• Work instructions: Each line shown below should be copied exactly.

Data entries

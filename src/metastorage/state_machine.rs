//! The raft-applied state machine of one metastorage group.
//!
//! `apply` is called once per committed log entry, in commit order, by the group's
//! single apply task. A transaction program is evaluated against the store under its
//! write lock and its batch is written at the next revision in the same critical
//! section, so no reader or compaction ever sees the evaluation and the write apart.
//!
//! Any error returned from `apply` means this replica can no longer agree with its
//! peers; the caller treats it as fatal.

use std::sync::Arc;

use parking_lot::RwLock;
use thiserror::Error;
use tracing::{debug, info};

use crate::invoke::{ConditionalInvokeEngine, Statement};
use crate::metastorage::{InvokeResult, MetaCommand};
use crate::raft::{GroupId, LogEntry, Membership, PeerId};
use crate::storage::{CompactionManager, RevisionStore, StorageError, StoreView};
use crate::watch::WatchHub;

#[derive(Error, Debug)]
pub enum StateMachineError {
    #[error("Entry {index} applied out of order (last applied {last_applied})")]
    OutOfOrder { index: u64, last_applied: u64 },

    #[error("Committed entry {index} is undecodable: {reason}")]
    Decode { index: u64, reason: String },

    #[error("Storage error: {0}")]
    Storage(#[from] StorageError),
}

/// Effect of one applied log entry.
#[derive(Clone, Debug, PartialEq, Eq)]
pub enum ApplyOutcome {
    Invoked(InvokeResult),
    MembershipApplied(Membership),
    Noop,
}

pub struct MetastorageStateMachine {
    group: GroupId,
    store: Arc<RevisionStore>,
    compaction: Arc<CompactionManager>,
    engine: ConditionalInvokeEngine,
    watch_hub: Arc<WatchHub>,
    membership: Arc<RwLock<Membership>>,
    last_applied: u64,
}

impl MetastorageStateMachine {
    pub fn new(
        group: GroupId,
        compaction: Arc<CompactionManager>,
        engine: ConditionalInvokeEngine,
        watch_hub: Arc<WatchHub>,
        membership: Arc<RwLock<Membership>>,
    ) -> Self {
        Self {
            group,
            store: compaction.store().clone(),
            compaction,
            engine,
            watch_hub,
            membership,
            last_applied: 0,
        }
    }

    /// Log index of the last applied entry.
    pub fn last_applied(&self) -> u64 {
        self.last_applied
    }

    pub fn membership(&self) -> Membership {
        self.membership.read().clone()
    }

    pub fn compaction(&self) -> &Arc<CompactionManager> {
        &self.compaction
    }

    pub fn apply(&mut self, entry: &LogEntry) -> Result<ApplyOutcome, StateMachineError> {
        if entry.index != self.last_applied + 1 {
            return Err(StateMachineError::OutOfOrder {
                index: entry.index,
                last_applied: self.last_applied,
            });
        }

        let command = MetaCommand::decode(&entry.data).map_err(|e| StateMachineError::Decode {
            index: entry.index,
            reason: e.to_string(),
        })?;

        let outcome = match command {
            MetaCommand::MultiInvoke(program) => ApplyOutcome::Invoked(self.invoke(&program)?),
            MetaCommand::Reconfigure { peers } => {
                ApplyOutcome::MembershipApplied(self.apply_membership(peers))
            }
            MetaCommand::Noop => ApplyOutcome::Noop,
        };

        self.last_applied = entry.index;
        Ok(outcome)
    }

    fn invoke(&self, program: &Statement) -> Result<InvokeResult, StateMachineError> {
        let (evaluation, revision, outcome) = {
            let mut state = self.store.write();
            let evaluation = self.engine.evaluate(program, &*state);
            let revision = state.revision() + 1;
            let outcome = state.apply_batch(revision, &evaluation.operations)?;
            (evaluation, revision, outcome)
        };

        self.watch_hub.notify(revision, &outcome.written);

        debug!(
            group = %self.group,
            revision,
            branch = ?evaluation.branch,
            ops = evaluation.operations.len(),
            "Applied transaction"
        );

        Ok(InvokeResult {
            revision,
            branch: evaluation.branch,
            result: evaluation.result,
            applied: evaluation.operations,
            prev_entries: outcome.prev_entries,
        })
    }

    fn apply_membership(&self, peers: Vec<PeerId>) -> Membership {
        let mut membership = self.membership.write();
        membership.version += 1;
        membership.peers = peers;

        info!(
            group = %self.group,
            version = membership.version,
            peers = ?membership.node_ids(),
            "Applied membership change"
        );
        membership.clone()
    }
}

• Solved problem:
filename src/metastorage/state_machine.rs
//! The raft-applied state machine of one metastorage group.
//!
//! `apply` is called once per committed log entry, in commit order, by the group's
//! single apply task. A transaction program is evaluated against the store under its
//! write lock and its batch is written at the next revision in the same critical
//! section, so no reader or compaction ever sees the evaluation and the write apart.
//!
//! Any error returned from `apply` means this replica can no longer agree with its
//! peers; the caller treats it as fatal.

use std::sync::Arc;

use parking_lot::RwLock;
use thiserror::Error;
use tracing::{debug, info};

use crate::invoke::{ConditionalInvokeEngine, Statement};
use crate::metastorage::{InvokeResult, MetaCommand};
use crate::raft::{GroupId, LogEntry, Membership, PeerId};
use crate::storage::{CompactionManager, RevisionStore, StorageError, StoreView};
use crate::watch::WatchHub;

#[derive(Error, Debug)]
pub enum StateMachineError {
    #[error("Entry {index} applied out of order (last applied {last_applied})")]
    OutOfOrder { index: u64, last_applied: u64 },

    #[error("Committed entry {index} is undecodable: {reason}")]
    Decode { index: u64, reason: String },

    #[error("Storage error: {0}")]
    Storage(#[from] StorageError),
}

/// Effect of one applied log entry.
#[derive(Clone, Debug, PartialEq, Eq)]
pub enum ApplyOutcome {
    Invoked(InvokeResult),
    MembershipApplied(Membership),
    Noop,
}

pub struct MetastorageStateMachine {
    group: GroupId,
    store: Arc<RevisionStore>,
    compaction: Arc<CompactionManager>,
    engine: ConditionalInvokeEngine,
    watch_hub: Arc<WatchHub>,
    membership: Arc<RwLock<Membership>>,
    last_applied: u64,
}

impl MetastorageStateMachine {
    pub fn new(
        group: GroupId,
        compaction: Arc<CompactionManager>,
        engine: ConditionalInvokeEngine,
        watch_hub: Arc<WatchHub>,
        membership: Arc<RwLock<Membership>>,
    ) -> Self {
        Self {
            group,
            store: compaction.store().clone(),
            compaction,
            engine,
            watch_hub,
            membership,
            last_applied: 0,
        }
    }

    /// Log index of the last applied entry.
    pub fn last_applied(&self) -> u64 {
        self.last_applied
    }

    pub fn membership(&self) -> Membership {
        self.membership.read().clone()
    }

    pub fn compaction(&self) -> &Arc<CompactionManager> {
        &self.compaction
    }

    pub fn apply(&mut self, entry: &LogEntry) -> Result<ApplyOutcome, StateMachineError> {
        if entry.index != self.last_applied + 1 {
            return Err(StateMachineError::OutOfOrder {
                index: entry.index,
                last_applied: self.last_applied,
            });
        }

        let command = MetaCommand::decode(&entry.data).map_err(|e| StateMachineError::Decode {
            index: entry.index,
            reason: e.to_string(),
        })?;

        let outcome = match command {
            MetaCommand::MultiInvoke(program) => ApplyOutcome::Invoked(self.invoke(&program)?),
            MetaCommand::Reconfigure { peers } => {
                ApplyOutcome::MembershipApplied(self.apply_membership(peers))
            }
            MetaCommand::Noop => ApplyOutcome::Noop,
        };

        self.last_applied = entry.index;
        Ok(outcome)
    }

    fn invoke(&self, program: &Statement) -> Result<InvokeResult, StateMachineError> {
        let (evaluation, revision, outcome) = {
            let mut state = self.store.write();
            let evaluation = self.engine.evaluate(program, &*state);
            let revision = state.revision() + 1;
            let outcome = state.apply_batch(revision, &evaluation.operations)?;
            (evaluation, revision, outcome)
        };

        self.watch_hub.notify(revision, &outcome.written);

        debug!(
            group = %self.group,
            revision,
            branch = ?evaluation.branch,
            ops = evaluation.operations.len(),
            "Applied transaction"
        );

        Ok(InvokeResult {
            revision,
            branch: evaluation.branch,
            result: evaluation.result,
            applied: evaluation.operations,
            prev_entries: outcome.prev_entries,
        })
    }

    fn apply_membership(&self, peers: Vec<PeerId>) -> Membership {
        let mut membership = self.membership.write();
        membership.version += 1;
        membership.peers = peers;

        info!(
            group = %self.group,
            version = membership.version,
            peers = ?membership.node_ids(),
            "Applied membership change"
        );
        membership.clone()
    }
}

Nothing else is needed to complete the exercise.